[Data extract]
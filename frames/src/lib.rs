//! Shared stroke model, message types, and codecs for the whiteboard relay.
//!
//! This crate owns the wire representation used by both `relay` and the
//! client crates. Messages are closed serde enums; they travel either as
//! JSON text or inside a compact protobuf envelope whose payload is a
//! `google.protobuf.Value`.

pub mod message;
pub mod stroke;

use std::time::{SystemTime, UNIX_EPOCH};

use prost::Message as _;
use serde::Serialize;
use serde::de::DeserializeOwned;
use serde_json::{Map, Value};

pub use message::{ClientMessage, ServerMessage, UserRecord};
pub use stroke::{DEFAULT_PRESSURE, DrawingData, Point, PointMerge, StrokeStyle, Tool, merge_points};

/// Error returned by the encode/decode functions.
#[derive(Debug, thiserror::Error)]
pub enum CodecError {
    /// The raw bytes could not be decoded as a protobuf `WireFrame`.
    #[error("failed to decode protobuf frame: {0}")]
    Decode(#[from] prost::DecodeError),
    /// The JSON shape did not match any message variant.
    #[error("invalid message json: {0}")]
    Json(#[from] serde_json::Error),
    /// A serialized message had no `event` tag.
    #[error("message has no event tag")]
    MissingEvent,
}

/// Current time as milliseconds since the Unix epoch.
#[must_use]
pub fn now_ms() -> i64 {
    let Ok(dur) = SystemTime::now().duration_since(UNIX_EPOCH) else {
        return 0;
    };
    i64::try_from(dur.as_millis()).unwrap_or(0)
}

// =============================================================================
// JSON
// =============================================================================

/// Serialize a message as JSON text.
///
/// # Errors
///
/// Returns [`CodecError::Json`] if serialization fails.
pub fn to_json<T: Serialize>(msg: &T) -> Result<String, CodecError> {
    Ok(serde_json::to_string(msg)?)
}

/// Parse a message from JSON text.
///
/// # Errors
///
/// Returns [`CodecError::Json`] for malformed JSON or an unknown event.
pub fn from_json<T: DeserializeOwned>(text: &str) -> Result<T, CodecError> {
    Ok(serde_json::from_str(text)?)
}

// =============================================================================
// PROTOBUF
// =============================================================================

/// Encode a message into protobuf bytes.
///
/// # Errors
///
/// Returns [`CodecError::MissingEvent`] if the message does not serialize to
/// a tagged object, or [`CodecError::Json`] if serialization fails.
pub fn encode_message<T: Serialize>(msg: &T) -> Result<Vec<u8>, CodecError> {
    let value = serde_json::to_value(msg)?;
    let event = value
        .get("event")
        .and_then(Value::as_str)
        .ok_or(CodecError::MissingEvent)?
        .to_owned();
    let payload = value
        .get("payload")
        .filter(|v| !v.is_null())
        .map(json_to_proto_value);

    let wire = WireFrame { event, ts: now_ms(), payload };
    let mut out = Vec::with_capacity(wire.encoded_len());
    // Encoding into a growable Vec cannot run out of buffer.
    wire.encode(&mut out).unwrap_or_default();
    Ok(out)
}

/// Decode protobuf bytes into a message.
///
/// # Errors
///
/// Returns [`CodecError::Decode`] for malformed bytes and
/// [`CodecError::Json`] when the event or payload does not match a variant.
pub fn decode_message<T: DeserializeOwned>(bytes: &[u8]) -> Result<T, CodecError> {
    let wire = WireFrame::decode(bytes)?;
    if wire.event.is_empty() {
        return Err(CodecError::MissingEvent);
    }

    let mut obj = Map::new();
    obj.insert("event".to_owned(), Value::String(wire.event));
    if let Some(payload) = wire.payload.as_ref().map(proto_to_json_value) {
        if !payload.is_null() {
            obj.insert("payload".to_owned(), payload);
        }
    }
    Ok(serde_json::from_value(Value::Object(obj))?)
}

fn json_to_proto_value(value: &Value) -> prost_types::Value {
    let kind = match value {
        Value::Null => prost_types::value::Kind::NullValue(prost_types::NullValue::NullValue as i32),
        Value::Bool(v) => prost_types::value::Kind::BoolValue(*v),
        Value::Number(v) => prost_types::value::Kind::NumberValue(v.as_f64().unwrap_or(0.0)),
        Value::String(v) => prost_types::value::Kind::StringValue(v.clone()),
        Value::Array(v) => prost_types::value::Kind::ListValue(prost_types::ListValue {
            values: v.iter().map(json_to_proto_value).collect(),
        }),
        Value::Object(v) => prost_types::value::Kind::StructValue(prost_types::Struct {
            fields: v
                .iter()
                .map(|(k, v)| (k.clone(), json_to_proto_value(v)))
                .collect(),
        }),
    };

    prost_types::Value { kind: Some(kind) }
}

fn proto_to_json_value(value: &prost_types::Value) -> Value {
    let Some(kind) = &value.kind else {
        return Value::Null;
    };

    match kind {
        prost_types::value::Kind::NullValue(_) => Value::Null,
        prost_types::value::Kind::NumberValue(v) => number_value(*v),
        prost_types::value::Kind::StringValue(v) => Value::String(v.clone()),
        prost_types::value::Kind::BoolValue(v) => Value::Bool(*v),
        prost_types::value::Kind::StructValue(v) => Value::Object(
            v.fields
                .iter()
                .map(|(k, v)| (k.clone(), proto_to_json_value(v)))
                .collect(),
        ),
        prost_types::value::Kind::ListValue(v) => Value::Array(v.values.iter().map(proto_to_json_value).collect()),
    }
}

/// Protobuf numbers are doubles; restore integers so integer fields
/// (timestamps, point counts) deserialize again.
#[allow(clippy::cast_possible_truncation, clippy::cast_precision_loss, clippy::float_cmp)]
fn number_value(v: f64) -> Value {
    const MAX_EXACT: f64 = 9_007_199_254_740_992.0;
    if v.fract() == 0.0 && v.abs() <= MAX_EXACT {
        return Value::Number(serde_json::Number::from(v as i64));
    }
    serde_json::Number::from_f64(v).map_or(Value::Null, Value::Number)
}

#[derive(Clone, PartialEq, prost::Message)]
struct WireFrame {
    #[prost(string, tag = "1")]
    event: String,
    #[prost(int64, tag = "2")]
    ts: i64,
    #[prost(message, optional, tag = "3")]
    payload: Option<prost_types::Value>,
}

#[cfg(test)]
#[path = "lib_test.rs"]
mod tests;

[Work instructions]
Sift the data above for lines with "payload", then copy each one.

[Solution]
//! JSON text or inside a compact protobuf envelope whose payload is a
    let payload = value
        .get("payload")
    let wire = WireFrame { event, ts: now_ms(), payload };
/// [`CodecError::Json`] when the event or payload does not match a variant.
    if let Some(payload) = wire.payload.as_ref().map(proto_to_json_value) {
        if !payload.is_null() {
            obj.insert("payload".to_owned(), payload);
    payload: Option<prost_types::Value>,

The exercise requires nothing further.